··· Extracted data

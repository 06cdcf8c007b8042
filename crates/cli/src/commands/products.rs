//! Catalog browsing and admin product management.

use std::io::Write;

use clap::{Args, Subcommand};
use shopfront_core::ProductId;
use shopfront_storefront::api::ProductQuery;
use shopfront_storefront::screens::{
    EditorMode, ProductDetailScreen, ProductEditorScreen, ProductListScreen,
};

use super::{CliError, Context, loaded, no_banner};
use crate::render;

#[derive(Subcommand)]
pub enum ProductAction {
    /// List the catalog
    List {
        /// Only products in this category
        #[arg(short, long)]
        category: Option<String>,

        /// Newest products first
        #[arg(long)]
        new: bool,
    },
    /// Show one product
    Show { id: String },
    /// Add a product (admin)
    Add(ProductFields),
    /// Edit a product; omitted fields keep their current value (admin)
    Edit {
        id: String,

        #[command(flatten)]
        fields: ProductFields,
    },
    /// Make a product visible to shoppers (admin)
    Activate { id: String },
    /// Hide a product from shoppers (admin)
    Deactivate { id: String },
    /// Delete a product (admin)
    Delete { id: String },
}

/// Product form fields as command-line options.
#[derive(Args)]
pub struct ProductFields {
    #[arg(long)]
    title: Option<String>,

    #[arg(long)]
    desc: Option<String>,

    /// Image URL
    #[arg(long)]
    img: Option<String>,

    #[arg(long)]
    price: Option<String>,

    #[arg(long)]
    stock: Option<String>,

    /// Comma-separated categories
    #[arg(long)]
    categories: Option<String>,

    #[arg(long)]
    size: Option<String>,

    #[arg(long)]
    color: Option<String>,
}

pub async fn run(ctx: &Context, out: &mut impl Write, action: ProductAction) -> Result<(), CliError> {
    match action {
        ProductAction::List { category, new } => {
            let query = ProductQuery {
                category,
                newest: new,
            };
            let mut screen = ProductListScreen::new(&ctx.client, &ctx.session, query);
            screen.load().await;
            loaded(screen.list().state())?;
            render::product_cards(out, &screen.cards(ctx.currency()))?;
        }
        ProductAction::Show { id } => {
            let mut screen = ProductDetailScreen::new(&ctx.client, &ctx.session, ProductId::new(id));
            screen.load().await;
            loaded(screen.state())?;
            if let Some(view) = screen.view(ctx.currency()) {
                render::product_detail(out, &view)?;
            }
        }
        ProductAction::Add(fields) => {
            let mut screen =
                ProductEditorScreen::new(&ctx.client, &ctx.session, ctx.admin_access()?, EditorMode::Add);
            fields.apply(&mut screen);
            let message = screen.submit().await?;
            writeln!(out, "{message}")?;
        }
        ProductAction::Edit { id, fields } => {
            let mode = EditorMode::Edit(ProductId::new(id));
            let mut screen =
                ProductEditorScreen::new(&ctx.client, &ctx.session, ctx.admin_access()?, mode);
            screen.load().await;
            loaded(screen.state())?;
            fields.apply(&mut screen);
            let message = screen.submit().await?;
            writeln!(out, "{message}")?;
        }
        ProductAction::Activate { id } => set_active(ctx, out, &id, true).await?,
        ProductAction::Deactivate { id } => set_active(ctx, out, &id, false).await?,
        ProductAction::Delete { id } => {
            let id = ProductId::new(id);
            let mut screen =
                ProductListScreen::new(&ctx.client, &ctx.session, ProductQuery::default());
            screen.delete(&id).await?;
            no_banner(screen.list().banner())?;
            writeln!(out, "Product {id} deleted")?;
        }
    }
    Ok(())
}

async fn set_active(
    ctx: &Context,
    out: &mut impl Write,
    id: &str,
    active: bool,
) -> Result<(), CliError> {
    let id = ProductId::new(id);
    let mut screen = ProductListScreen::new(&ctx.client, &ctx.session, ProductQuery::default());
    screen.set_active(&id, active).await?;
    no_banner(screen.list().banner())?;

    let card = screen
        .cards(ctx.currency())
        .into_iter()
        .find(|card| card.id == id);
    match card {
        Some(card) => render::product_cards(out, std::slice::from_ref(&card))?,
        None => writeln!(out, "Product {id} updated")?,
    }
    Ok(())
}

impl ProductFields {
    fn apply(self, screen: &mut ProductEditorScreen) {
        let form = &mut screen.form;
        let text_fields = [
            (self.title, &mut form.title),
            (self.desc, &mut form.desc),
            (self.img, &mut form.img),
            (self.price, &mut form.price),
            (self.stock, &mut form.stock),
            (self.size, &mut form.size),
            (self.color, &mut form.color),
        ];
        for (value, field) in text_fields {
            if let Some(value) = value {
                *field = value;
            }
        }
        if let Some(categories) = self.categories {
            form.set_categories(&categories);
        }
    }
}
//! Authentication error types.

use thiserror::Error;

use crate::api::ApiError;
use crate::session::SessionError;

/// Errors that can occur during authentication operations.
#[derive(Debug, Error)]
pub enum AuthError {
    /// A required form field is blank. No request was sent.
    #[error("Please fill in all fields")]
    MissingFields,

    /// The backend refused the request or could not be reached.
    ///
    /// `message` is the server message or the operation's fallback text.
    #[error("{message}")]
    Api {
        message: String,
        #[source]
        source: ApiError,
    },

    /// Session storage could not be written.
    #[error(transparent)]
    Session(#[from] SessionError),
}

impl AuthError {
    pub(crate) fn api(source: ApiError, fallback: &str) -> Self {
        Self::Api {
            message: source.user_message(fallback),
            source,
        }
    }
}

······

### Work item
Retype the listing above exactly as it appears.

### Result of this exercise
repository 06cdcf8c007b8042
filename crates/cli/src/commands/products.rs
//! Catalog browsing and admin product management.

use std::io::Write;

use clap::{Args, Subcommand};
use shopfront_core::ProductId;
use shopfront_storefront::api::ProductQuery;
use shopfront_storefront::screens::{
    EditorMode, ProductDetailScreen, ProductEditorScreen, ProductListScreen,
};

use super::{CliError, Context, loaded, no_banner};
use crate::render;

#[derive(Subcommand)]
pub enum ProductAction {
    /// List the catalog
    List {
        /// Only products in this category
        #[arg(short, long)]
        category: Option<String>,

        /// Newest products first
        #[arg(long)]
        new: bool,
    },
    /// Show one product
    Show { id: String },
    /// Add a product (admin)
    Add(ProductFields),
    /// Edit a product; omitted fields keep their current value (admin)
    Edit {
        id: String,

        #[command(flatten)]
        fields: ProductFields,
    },
    /// Make a product visible to shoppers (admin)
    Activate { id: String },
    /// Hide a product from shoppers (admin)
    Deactivate { id: String },
    /// Delete a product (admin)
    Delete { id: String },
}

/// Product form fields as command-line options.
#[derive(Args)]
pub struct ProductFields {
    #[arg(long)]
    title: Option<String>,

    #[arg(long)]
    desc: Option<String>,

    /// Image URL
    #[arg(long)]
    img: Option<String>,

    #[arg(long)]
    price: Option<String>,

    #[arg(long)]
    stock: Option<String>,

    /// Comma-separated categories
    #[arg(long)]
    categories: Option<String>,

    #[arg(long)]
    size: Option<String>,

    #[arg(long)]
    color: Option<String>,
}

pub async fn run(ctx: &Context, out: &mut impl Write, action: ProductAction) -> Result<(), CliError> {
    match action {
        ProductAction::List { category, new } => {
            let query = ProductQuery {
                category,
                newest: new,
            };
            let mut screen = ProductListScreen::new(&ctx.client, &ctx.session, query);
            screen.load().await;
            loaded(screen.list().state())?;
            render::product_cards(out, &screen.cards(ctx.currency()))?;
        }
        ProductAction::Show { id } => {
            let mut screen = ProductDetailScreen::new(&ctx.client, &ctx.session, ProductId::new(id));
            screen.load().await;
            loaded(screen.state())?;
            if let Some(view) = screen.view(ctx.currency()) {
                render::product_detail(out, &view)?;
            }
        }
        ProductAction::Add(fields) => {
            let mut screen =
                ProductEditorScreen::new(&ctx.client, &ctx.session, ctx.admin_access()?, EditorMode::Add);
            fields.apply(&mut screen);
            let message = screen.submit().await?;
            writeln!(out, "{message}")?;
        }
        ProductAction::Edit { id, fields } => {
            let mode = EditorMode::Edit(ProductId::new(id));
            let mut screen =
                ProductEditorScreen::new(&ctx.client, &ctx.session, ctx.admin_access()?, mode);
            screen.load().await;
            loaded(screen.state())?;
            fields.apply(&mut screen);
            let message = screen.submit().await?;
            writeln!(out, "{message}")?;
        }
        ProductAction::Activate { id } => set_active(ctx, out, &id, true).await?,
        ProductAction::Deactivate { id } => set_active(ctx, out, &id, false).await?,
        ProductAction::Delete { id } => {
            let id = ProductId::new(id);
            let mut screen =
                ProductListScreen::new(&ctx.client, &ctx.session, ProductQuery::default());
            screen.delete(&id).await?;
            no_banner(screen.list().banner())?;
            writeln!(out, "Product {id} deleted")?;
        }
    }
    Ok(())
}

async fn set_active(
    ctx: &Context,
    out: &mut impl Write,
    id: &str,
    active: bool,
) -> Result<(), CliError> {
    let id = ProductId::new(id);
    let mut screen = ProductListScreen::new(&ctx.client, &ctx.session, ProductQuery::default());
    screen.set_active(&id, active).await?;
    no_banner(screen.list().banner())?;

    let card = screen
        .cards(ctx.currency())
        .into_iter()
        .find(|card| card.id == id);
    match card {
        Some(card) => render::product_cards(out, std::slice::from_ref(&card))?,
        None => writeln!(out, "Product {id} updated")?,
    }
    Ok(())
}

impl ProductFields {
    fn apply(self, screen: &mut ProductEditorScreen) {
        let form = &mut screen.form;
        let text_fields = [
            (self.title, &mut form.title),
            (self.desc, &mut form.desc),
            (self.img, &mut form.img),
            (self.price, &mut form.price),
            (self.stock, &mut form.stock),
            (self.size, &mut form.size),
            (self.color, &mut form.color),
        ];
        for (value, field) in text_fields {
            if let Some(value) = value {
                *field = value;
            }
        }
        if let Some(categories) = self.categories {
            form.set_categories(&categories);
        }
    }
}
//! Authentication error types.

use thiserror::Error;

use crate::api::ApiError;
use crate::session::SessionError;

/// Errors that can occur during authentication operations.
#[derive(Debug, Error)]
pub enum AuthError {
    /// A required form field is blank. No request was sent.
    #[error("Please fill in all fields")]
    MissingFields,

    /// The backend refused the request or could not be reached.
    ///
    /// `message` is the server message or the operation's fallback text.
    #[error("{message}")]
    Api {
        message: String,
        #[source]
        source: ApiError,
    },

    /// Session storage could not be written.
    #[error(transparent)]
    Session(#[from] SessionError),
}

impl AuthError {
    pub(crate) fn api(source: ApiError, fallback: &str) -> Self {
        Self::Api {
            message: source.user_message(fallback),
            source,
        }
    }
}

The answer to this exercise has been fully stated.